Antidepressants Linked To Heart Attack Risk

Middle-age men who use antidepressants are more likely to have a narrowing of blood vessels, increasing the risk of heart attacks and strokes, than those who do not use the medications, according to a study presented on Saturday.

A study of twins found evidence of atherosclerosis, as measured by the interior thickness of the carotid artery, regardless of the type of antidepressant taken.

Antidepressant use was found to cause a 37 micron increase in carotid artery thickness, or roughly 5 percent, according to the study of more than 500 male twins with a mean age of 55 which was presented at the American Cardiology scientific meeting in New Orleans.

In 59 sets of twins in which one brother was taking an antidepressant and the other was not, the brother taking the medication had on average a 41 micron thicker inner lining of the artery, the research found.

As each year of life has been associated with a 10 micron increase in carotid artery thickening, the brother taking the antidepressant had arteries that were essentially four years older than those of his non-medicated twin.

Previous studies have linked depression to a heightened risk of heart disease, but the condition was not deemed a significant predictor of artery thickening in the study.

"Because we didn't see an association between depression itself and a thickening of the carotid artery, it strengthens the argument that it is more likely the antidepressants than the actual depression that could be behind the association," said Dr. Amit Shah, cardiology fellow at Emory University in Atlanta, who presented the data.

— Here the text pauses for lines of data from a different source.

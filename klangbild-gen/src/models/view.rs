//! Transport representation of a transaction
//!
//! Binary payloads are base64-encoded (standard alphabet) when they cross the
//! process boundary.

use base64::{engine::general_purpose::STANDARD, Engine as _};
use chrono::{DateTime, Utc};
use klangbild_common::StatusCode;
use serde::{Deserialize, Serialize};
use uuid::Uuid;

use super::{ErrorInfo, SynthesisBackend, Transaction};

/// GET /transactions/{id} response
#[derive(Debug, Clone, Serialize, Deserialize)]
#[serde(rename_all = "camelCase")]
pub struct TransactionView {
    pub transaction_id: Uuid,
    pub backend: SynthesisBackend,
    pub status: StatusCode,
    #[serde(skip_serializing_if = "Option::is_none")]
    pub music_status: Option<StatusCode>,
    pub analysis: Option<String>,
    pub keywords: Vec<String>,
    /// Result image, base64 PNG
    pub result_image: Option<String>,
    /// Generated audio, base64 WAV
    #[serde(skip_serializing_if = "Option::is_none")]
    pub generated_music: Option<String>,
    pub error: Option<ErrorInfo>,
    #[serde(skip_serializing_if = "Option::is_none")]
    pub music_error: Option<ErrorInfo>,
    pub created_at: DateTime<Utc>,
    pub updated_at: DateTime<Utc>,
}

impl From<&Transaction> for TransactionView {
    fn from(tx: &Transaction) -> Self {
        Self {
            transaction_id: tx.id(),
            backend: tx.backend(),
            status: tx.status(),
            music_status: tx.music_status(),
            analysis: tx.analysis_text().map(str::to_string),
            keywords: tx.keywords().to_vec(),
            result_image: tx.result_image().map(|bytes| STANDARD.encode(bytes)),
            generated_music: tx.generated_audio().map(|bytes| STANDARD.encode(bytes)),
            error: tx.error_info().cloned(),
            music_error: tx.music_error_info().cloned(),
            created_at: tx.created_at(),
            updated_at: tx.updated_at(),
        }
    }
}

#[cfg(test)]
mod tests {
    use super::*;

    #[test]
    fn test_view_encodes_payloads_and_omits_music_for_local() {
        let mut tx = Transaction::new(vec![1, 2, 3], SynthesisBackend::Local);
        tx.transition_to(StatusCode::RunningGeneration).unwrap();
        tx.complete_with_image(b"png".to_vec()).unwrap();

        let json = serde_json::to_value(TransactionView::from(&tx)).unwrap();
        assert_eq!(json["status"], "SUCCESS");
        assert_eq!(json["backend"], "local");
        assert_eq!(json["resultImage"], STANDARD.encode(b"png"));
        assert!(json.get("musicStatus").is_none());
        assert!(json.get("generatedMusic").is_none());
        assert!(json["error"].is_null());
    }
}
//! External collaborators
//!
//! The pipeline reaches every model through one of the traits below. HTTP
//! implementations:
//! - [`OpenAiClient`]: vision analysis and remote text-to-image
//! - [`InferenceClient`]: local diffusion and music models hosted by the
//!   inference sidecar
//! - [`AssetFetcher`]: retrieval of remotely generated images

pub mod asset_fetcher;
pub mod inference_client;
pub mod openai_client;

pub use asset_fetcher::AssetFetcher;
pub use inference_client::InferenceClient;
pub use openai_client::OpenAiClient;

use async_trait::async_trait;
use serde::{de::DeserializeOwned, Serialize};

use crate::error::StageError;

/// Fixed strength for conditioned image-to-image synthesis
pub const IMG2IMG_STRENGTH: f32 = 0.75;
/// Fixed guidance scale for conditioned image-to-image synthesis
pub const IMG2IMG_GUIDANCE_SCALE: f32 = 7.5;
/// Fixed output resolution of the remote text-to-image API
pub const REMOTE_IMAGE_SIZE: &str = "1024x1024";
/// Fixed quality tier of the remote text-to-image API
pub const REMOTE_IMAGE_QUALITY: &str = "standard";
/// Fixed guidance scale for music generation
pub const MUSIC_GUIDANCE_SCALE: f32 = 3.0;
/// Token budget for music generation
pub const MUSIC_MAX_NEW_TOKENS: u32 = 1024;

/// Vision analysis of the submitted image
#[async_trait]
pub trait VisionAnalyzer: Send + Sync {
    /// Analyze image bytes, returning free-form text
    async fn analyze(&self, image: &[u8]) -> Result<String, StageError>;
}

/// Parameters of one conditioned image-to-image call
#[derive(Debug, Clone, Copy)]
pub struct ImageToImageRequest<'a> {
    pub prompt: &'a str,
    pub image: &'a [u8],
    pub strength: f32,
    pub guidance_scale: f32,
}

/// Local conditioned image-to-image model
#[async_trait]
pub trait ImageToImageModel: Send + Sync {
    /// Returns encoded image bytes (any format the `image` crate decodes)
    async fn image_to_image(&self, request: ImageToImageRequest<'_>) -> Result<Vec<u8>, StageError>;
}

/// Remote text-to-image API
#[async_trait]
pub trait TextToImageClient: Send + Sync {
    /// Returns the URL of the generated image
    async fn generate_image_url(&self, prompt: &str) -> Result<String, StageError>;
}

/// Parameters of one music generation call
#[derive(Debug, Clone, Copy)]
pub struct MusicRequest<'a> {
    pub prompt: &'a str,
    pub do_sample: bool,
    pub guidance_scale: f32,
    pub max_new_tokens: u32,
}

impl<'a> MusicRequest<'a> {
    /// Request with the fixed generation parameters
    pub fn new(prompt: &'a str) -> Self {
        Self {
            prompt,
            do_sample: true,
            guidance_scale: MUSIC_GUIDANCE_SCALE,
            max_new_tokens: MUSIC_MAX_NEW_TOKENS,
        }
    }
}

/// Raw mono audio produced by the music model
#[derive(Debug, Clone, PartialEq)]
pub struct AudioClip {
    pub samples: Vec<f32>,
    pub sample_rate: u32,
}

/// Text-conditioned music model
#[async_trait]
pub trait MusicModel: Send + Sync {
    async fn generate(&self, request: MusicRequest<'_>) -> Result<AudioClip, StageError>;
}

/// Send `body` as JSON and decode a JSON reply
///
/// `path` only labels error messages. Non-2xx replies become an error that
/// carries the status and the response body.
pub(crate) async fn post_json<B, R>(
    request: reqwest::RequestBuilder,
    path: &str,
    body: &B,
) -> Result<R, String>
where
    B: Serialize + ?Sized,
    R: DeserializeOwned,
{
    let response = request
        .json(body)
        .send()
        .await
        .map_err(|e| format!("request to {} failed: {}", path, e))?;

    let status = response.status();
    if !status.is_success() {
        let body = response.text().await.unwrap_or_default();
        return Err(format!("{} returned HTTP {}: {}", path, status, body));
    }

    response
        .json::<R>()
        .await
        .map_err(|e| format!("invalid response from {}: {}", path, e))
}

"This study reminds us that medicines often have side effects we can't feel, and we should always take that into account. These drugs provide a lot of benefit, but should be considered on a case-by-case basis," Shah said.

Shah hypothesized that the raising of levels of certain brain chemicals, such as serotonin and norepinephrine, through antidepressant use may cause blood vessels to constrict, leading to decreases in blood flow to organs and higher blood pressure -- a risk factor for atherosclerosis.

"Because this was a twin study, we had a very well controlled analysis comparing brothers who are anywhere from 50 to 100 percent genetically similar and were raised in the same household," Shah said.